Apart from the aforementioned approaches, past studies attempted to use entities in a knowledge base (KB) (e.g., Wikipedia) to capture the semantics in documents. These models typically represent a document by using a set of entities (or bag of entities) relevant to the document Gabrilovich and Markovitch (2006, 2007); Xiong et al. (2016). The main benefit of using entities instead of words is that unlike words, entities provide unambiguous semantic signals because they are uniquely identified in a KB. One key issue here is to determine the way in which to associate a document with its relevant entities. An existing straightforward approach Peng et al. (2016); Xiong et al. (2016) involves creating a set of relevant entities using an entity linking system to detect and disambiguate the names of entities in a document. However, this approach is problematic because (1) entity linking systems produce disambiguation errors Cornolti et al. (2013), and (2) entities appearing in a document are not necessarily relevant to the given document Gamon et al. (2013); Dunietz and Gillick (2014).

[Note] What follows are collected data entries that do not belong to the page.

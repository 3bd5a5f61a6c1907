//! Board layout constants.

/// Default number of board columns
pub const BOARD_DEFAULT_COLUMNS: i32 = 8;
/// Default number of board rows
pub const BOARD_DEFAULT_ROWS: i32 = 8;
/// Smallest board that still has an interior ring for the position pool
pub const BOARD_MIN_SIZE: i32 = 3;

/// Lower bound for inner walls per level
pub const WALL_COUNT_MIN: u32 = 5;
/// Upper bound for inner walls per level
pub const WALL_COUNT_MAX: u32 = 9;
/// Lower bound for food pickups per level
pub const FOOD_COUNT_MIN: u32 = 1;
/// Upper bound for food pickups per level
pub const FOOD_COUNT_MAX: u32 = 5;

/// Cell the controlled entity spawns on at the start of every level
pub const PLAYER_START: (i32, i32) = (0, 0);
//! Game systems organized by domain.
//!
//! - `motion`: the shared one-cell move with collision detection
//! - `animation`: interpolation of visual positions toward logical cells
//! - `player`: controlled-entity turns (food cost, pickups, exit)
//! - `ai`: autonomous-entity turns

pub mod ai;
pub mod animation;
pub mod motion;
pub mod player;

pub use animation::advance_motions;
pub use motion::{attempt_move, MoveOutcome};
pub use player::{player_move, PlayerTurn};
//! Seam to the host's audio and UI.
//!
//! The core never renders or plays anything itself. It only asks for a
//! sound, an overlay, or reports that the controlled entity starved.

use crate::events::{GameEvent, SoundClip};

/// Requests the core makes of the host. All calls are fire-and-forget.
pub trait Presentation {
    /// Play one of two interchangeable clips, chosen by the host.
    fn play_random_one_of(&mut self, a: SoundClip, b: SoundClip);

    fn play_single(&mut self, clip: SoundClip);

    /// Put up the blocking overlay with a caption.
    fn show_overlay(&mut self, text: &str);

    fn hide_overlay(&mut self);

    /// The controlled entity's food reached zero on `level`.
    fn resource_depleted(&mut self, level: u32);
}

/// Presentation that ignores every request (headless hosts, tests).
#[derive(Debug, Default, Clone, Copy)]
pub struct NullPresentation;

impl Presentation for NullPresentation {
    fn play_random_one_of(&mut self, _a: SoundClip, _b: SoundClip) {}
    fn play_single(&mut self, _clip: SoundClip) {}
    fn show_overlay(&mut self, _text: &str) {}
    fn hide_overlay(&mut self) {}
    fn resource_depleted(&mut self, _level: u32) {}
}

/// Caption shown while a level is being set up.
pub fn level_caption(level: u32) -> String {
    format!("Day {level}")
}

/// Caption shown once the game is over.
pub fn game_over_caption(level: u32) -> String {
    format!("After {level} days, you starved.")
}

/// Translate one core event into presentation requests.
pub fn present(event: &GameEvent, presentation: &mut dyn Presentation) {
    match event {
        GameEvent::LevelStarted { level } => presentation.show_overlay(&level_caption(*level)),
        GameEvent::SetupFinished { .. } => presentation.hide_overlay(),
        GameEvent::MoveStarted {
            by_player: true, ..
        } => presentation.play_random_one_of(SoundClip::Footstep1, SoundClip::Footstep2),
        GameEvent::WallChopped { .. } | GameEvent::WallDestroyed { .. } => {
            presentation.play_random_one_of(SoundClip::Chop1, SoundClip::Chop2)
        }
        GameEvent::PlayerBitten { .. } => {
            presentation.play_random_one_of(SoundClip::EnemyAttack1, SoundClip::EnemyAttack2)
        }
        GameEvent::FoodCollected { sounds, .. } => presentation.play_random_one_of(sounds.0, sounds.1),
        GameEvent::GameOver { level } => {
            presentation.play_single(SoundClip::GameOver);
            presentation.show_overlay(&game_over_caption(*level));
            presentation.resource_depleted(*level);
        }
        GameEvent::MoveStarted { .. }
        | GameEvent::MoveFinished { .. }
        | GameEvent::ExitReached { .. }
        | GameEvent::RoundStarted { .. }
        | GameEvent::RoundFinished => {}
    }
}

This study proposes the Neural Attentive Bag-of-Entities (NABoE) model, which is a neural network model that addresses the text classification problem by modeling the semantics in the target documents using entities in the KB. For each entity name in a document (e.g., “Apple”), our model first detects entities that may be referred to by this name (e.g., Apple Inc., Apple (food)), and then represents the document using the weighted average of the embeddings of these entities. The weights are computed using a novel neural attention mechanism that enables the model to focus on a small subset of the entities that are less ambiguous in meaning and more relevant to the document. In other words, the attention mechanism is designed to compute weights by jointly addressing entity linking and entity salience detection Gamon et al. (2013); Dunietz and Gillick (2014) tasks. Furthermore, the attention mechanism improves the interpretability of the model because it enables us to inspect the small number of entities that strongly affect the classification decisions.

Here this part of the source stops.